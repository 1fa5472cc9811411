//! Settings loading.
//!
//! [`load_settings`] builds a [`ClientSettings`] from up to three
//! layers: compiled defaults, the user's `~/.deat/settings.json`, and
//! `DEAT_*` environment variables on top. The file may be partial —
//! every settings type carries `#[serde(default)]`, so absent fields
//! simply keep their defaults and no merge step is needed.

use std::ops::RangeInclusive;
use std::path::{Path, PathBuf};

use tracing::debug;

use crate::errors::{Result, SettingsError};
use crate::types::ClientSettings;

/// Accepted bounds for `DEAT_RECONNECT_DELAY_MS`. Below the floor a
/// flapping server would be hammered; above the ceiling the client is
/// effectively not reconnecting at all.
const RECONNECT_DELAY_MS: RangeInclusive<u64> = 100..=600_000;

/// Location of the user settings file, `~/.deat/settings.json`.
#[must_use]
pub fn settings_path() -> PathBuf {
    let home = std::env::var("HOME").unwrap_or_else(|_| "/tmp".to_string());
    Path::new(&home).join(".deat").join("settings.json")
}

/// Load settings from the default location plus `DEAT_*` overrides.
pub fn load_settings() -> Result<ClientSettings> {
    load_settings_from_path(&settings_path())
}

/// Load settings from `path` plus `DEAT_*` overrides.
///
/// A missing file yields the defaults. An unreadable or invalid file is
/// an error, not a silent fallback — a broken config should stop the
/// client, not quietly misconfigure it.
pub fn load_settings_from_path(path: &Path) -> Result<ClientSettings> {
    let mut settings = if path.exists() {
        debug!(?path, "reading settings file");
        let text = std::fs::read_to_string(path).map_err(|source| SettingsError::Read {
            path: path.to_path_buf(),
            source,
        })?;
        serde_json::from_str(&text)?
    } else {
        debug!(?path, "no settings file, using defaults");
        ClientSettings::default()
    };
    apply_env_overrides(&mut settings);
    Ok(settings)
}

// ── Environment overrides ────────────────────────────────────────────────────

/// Apply `DEAT_*` environment variable overrides.
///
/// Unset and empty variables leave the setting alone; a set-but-invalid
/// value is logged and ignored rather than guessed at.
pub fn apply_env_overrides(settings: &mut ClientSettings) {
    apply_overrides(settings, |name| {
        std::env::var(name).ok().filter(|v| !v.is_empty())
    });
}

/// Apply overrides from an arbitrary variable source.
///
/// Split out from [`apply_env_overrides`] so the override rules are
/// testable without mutating the process environment.
pub fn apply_overrides(settings: &mut ClientSettings, get: impl Fn(&str) -> Option<String>) {
    if let Some(host) = get("DEAT_HOST") {
        settings.server.host = host;
    }
    if let Some(secure) = get("DEAT_SECURE").and_then(|v| switch("DEAT_SECURE", &v)) {
        settings.server.secure = secure;
    }
    if let Some(ms) =
        get("DEAT_RECONNECT_DELAY_MS").and_then(|v| delay_ms("DEAT_RECONNECT_DELAY_MS", &v))
    {
        settings.connection.reconnect_delay_ms = ms;
    }
    if let Some(include) =
        get("DEAT_INCLUDE_MODULE_FIELD").and_then(|v| switch("DEAT_INCLUDE_MODULE_FIELD", &v))
    {
        settings.connection.include_module_field = include;
    }
}

/// On/off forms accepted for boolean overrides. Anything else is
/// rejected with a warning so a typo cannot flip a setting.
fn switch(name: &str, val: &str) -> Option<bool> {
    let parsed = match val.to_ascii_lowercase().as_str() {
        "true" | "1" | "yes" | "on" => Some(true),
        "false" | "0" | "no" | "off" => Some(false),
        _ => None,
    };
    if parsed.is_none() {
        tracing::warn!(key = name, value = %val, "ignoring override, not a boolean");
    }
    parsed
}

fn delay_ms(name: &str, val: &str) -> Option<u64> {
    let parsed = val
        .parse()
        .ok()
        .filter(|ms| RECONNECT_DELAY_MS.contains(ms));
    if parsed.is_none() {
        tracing::warn!(
            key = name,
            value = %val,
            range = ?RECONNECT_DELAY_MS,
            "ignoring override, not a delay in range"
        );
    }
    parsed
}

// ─────────────────────────────────────────────────────────────────────────────
// Tests
// ─────────────────────────────────────────────────────────────────────────────
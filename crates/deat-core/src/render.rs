//! Row construction and severity classification.
//!
//! A [`ResultRow`] is the rendering-ready record appended to the visible
//! result log. Rows are built from a decoded [`ModuleResult`] plus the
//! [`RequestContext`] captured when the request was submitted — the
//! label must reflect the variant active at *request* time, since the
//! selection may have changed while the reply was in flight.

use std::fmt;

use serde::Serialize;

use crate::module::{Module, Variant};
use crate::wire::ModuleResult;

// ─────────────────────────────────────────────────────────────────────────────
// Severity
// ─────────────────────────────────────────────────────────────────────────────

/// Three-tier classification of a result value, display-only.
#[derive(Clone, Copy, Debug, PartialEq, Eq, Serialize)]
#[serde(rename_all = "lowercase")]
pub enum SeverityBand {
    /// `value > 0.7`
    High,
    /// `0.4 < value <= 0.7`
    Medium,
    /// `value <= 0.4`
    Low,
}

impl SeverityBand {
    /// Classify a metric value. Thresholds are fixed by the service's
    /// presentation contract, not configurable.
    #[must_use]
    pub fn classify(value: f64) -> Self {
        if value > 0.7 {
            Self::High
        } else if value > 0.4 {
            Self::Medium
        } else {
            Self::Low
        }
    }

    /// Lowercase display form.
    #[must_use]
    pub fn as_str(self) -> &'static str {
        match self {
            Self::High => "high",
            Self::Medium => "medium",
            Self::Low => "low",
        }
    }
}

impl fmt::Display for SeverityBand {
    fn fmt(&self, f: &mut fmt::Formatter<'_>) -> fmt::Result {
        f.write_str(self.as_str())
    }
}

// ─────────────────────────────────────────────────────────────────────────────
// Request context
// ─────────────────────────────────────────────────────────────────────────────

/// Session state captured at submit time, matched to the reply on
/// arrival.
#[derive(Clone, Debug, PartialEq, Eq)]
pub struct RequestContext {
    /// Module the request was sent to.
    pub module: Module,
    /// Variant active when the request was sent.
    pub variant: Variant,
    /// The payload text as submitted.
    pub payload_text: String,
}

// ─────────────────────────────────────────────────────────────────────────────
// Result row
// ─────────────────────────────────────────────────────────────────────────────

/// One rendering-ready record. Append-only and never mutated once built.
#[derive(Clone, Debug, PartialEq, Serialize)]
#[serde(rename_all = "camelCase")]
pub struct ResultRow {
    /// Combined module–variant label, e.g. `ARC – A`.
    pub label: String,
    /// Request payload as text.
    pub request: String,
    /// Metric name.
    pub metric: String,
    /// Numeric metric value.
    pub value: f64,
    /// Severity band derived from the value.
    pub band: SeverityBand,
    /// Equation text.
    pub equation: String,
    /// Interpretation string.
    pub interpretation: String,
}

impl ResultRow {
    /// Build a row from a decoded result and its request context.
    ///
    /// The label prefers the module echoed by the service, falling back
    /// to the module the request was addressed to.
    #[must_use]
    pub fn build(result: &ModuleResult, ctx: &RequestContext) -> Self {
        let module = result.module.unwrap_or(ctx.module);
        Self {
            label: format!("{module} – {}", ctx.variant),
            request: ctx.payload_text.clone(),
            metric: result.metric.clone(),
            value: result.value,
            band: SeverityBand::classify(result.value),
            equation: result.equation.clone(),
            interpretation: result.interpretation.clone(),
        }
    }
}

// ─────────────────────────────────────────────────────────────────────────────
// Tests
// ─────────────────────────────────────────────────────────────────────────────

#[cfg(test)]
mod tests {
    use super::*;

    fn context(module: Module, variant: Variant) -> RequestContext {
        RequestContext {
            module,
            variant,
            payload_text: "{}".into(),
        }
    }

    fn result(value: f64) -> ModuleResult {
        ModuleResult {
            module: Some(Module::Arc),
            metric: "score".into(),
            value,
            equation: "f(x)=x".into(),
            interpretation: "strong".into(),
        }
    }

    // -- classification boundaries --

    #[test]
    fn classify_above_high_threshold() {
        assert_eq!(SeverityBand::classify(0.71), SeverityBand::High);
    }

    #[test]
    fn classify_medium_band() {
        assert_eq!(SeverityBand::classify(0.5), SeverityBand::Medium);
        assert_eq!(SeverityBand::classify(0.7), SeverityBand::Medium);
    }

    #[test]
    fn classify_low_band_inclusive() {
        assert_eq!(SeverityBand::classify(0.4), SeverityBand::Low);
        assert_eq!(SeverityBand::classify(0.0), SeverityBand::Low);
    }

    #[test]
    fn band_display() {
        assert_eq!(SeverityBand::High.to_string(), "high");
        assert_eq!(SeverityBand::Low.as_str(), "low");
    }

    // -- row building --

    #[test]
    fn build_row_scenario_arc_a() {
        let ctx = RequestContext {
            module: Module::Arc,
            variant: Variant::A,
            payload_text: r#"{"signals":{"CN":{"concentration":0.9}}}"#.into(),
        };
        let row = ResultRow::build(&result(0.82), &ctx);
        assert_eq!(row.label, "ARC – A");
        assert_eq!(row.band, SeverityBand::High);
        assert_eq!(row.equation, "f(x)=x");
        assert_eq!(row.request, ctx.payload_text);
    }

    #[test]
    fn build_row_prefers_echoed_module() {
        // Request went to CR but the service says ARC answered.
        let row = ResultRow::build(&result(0.2), &context(Module::Cr, Variant::B));
        assert_eq!(row.label, "ARC – B");
    }

    #[test]
    fn build_row_falls_back_to_request_module() {
        let mut res = result(0.2);
        res.module = None;
        let row = ResultRow::build(&res, &context(Module::Nur, Variant::A));
        assert_eq!(row.label, "NUR – A");
    }

    #[test]
    fn build_row_label_uses_request_time_variant() {
        let row = ResultRow::build(&result(0.9), &context(Module::Arc, Variant::B));
        assert_eq!(row.label, "ARC – B");
    }
}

## Your task
Above are the records; from them, give again exactly the lines from the one containing "Numeric metric value." through the one containing "service, falling back", both included.

## Solution for this problem
    /// Numeric metric value.
    pub value: f64,
    /// Severity band derived from the value.
    pub band: SeverityBand,
    /// Equation text.
    pub equation: String,
    /// Interpretation string.
    pub interpretation: String,
}

impl ResultRow {
    /// Build a row from a decoded result and its request context.
    ///
    /// The label prefers the module echoed by the service, falling back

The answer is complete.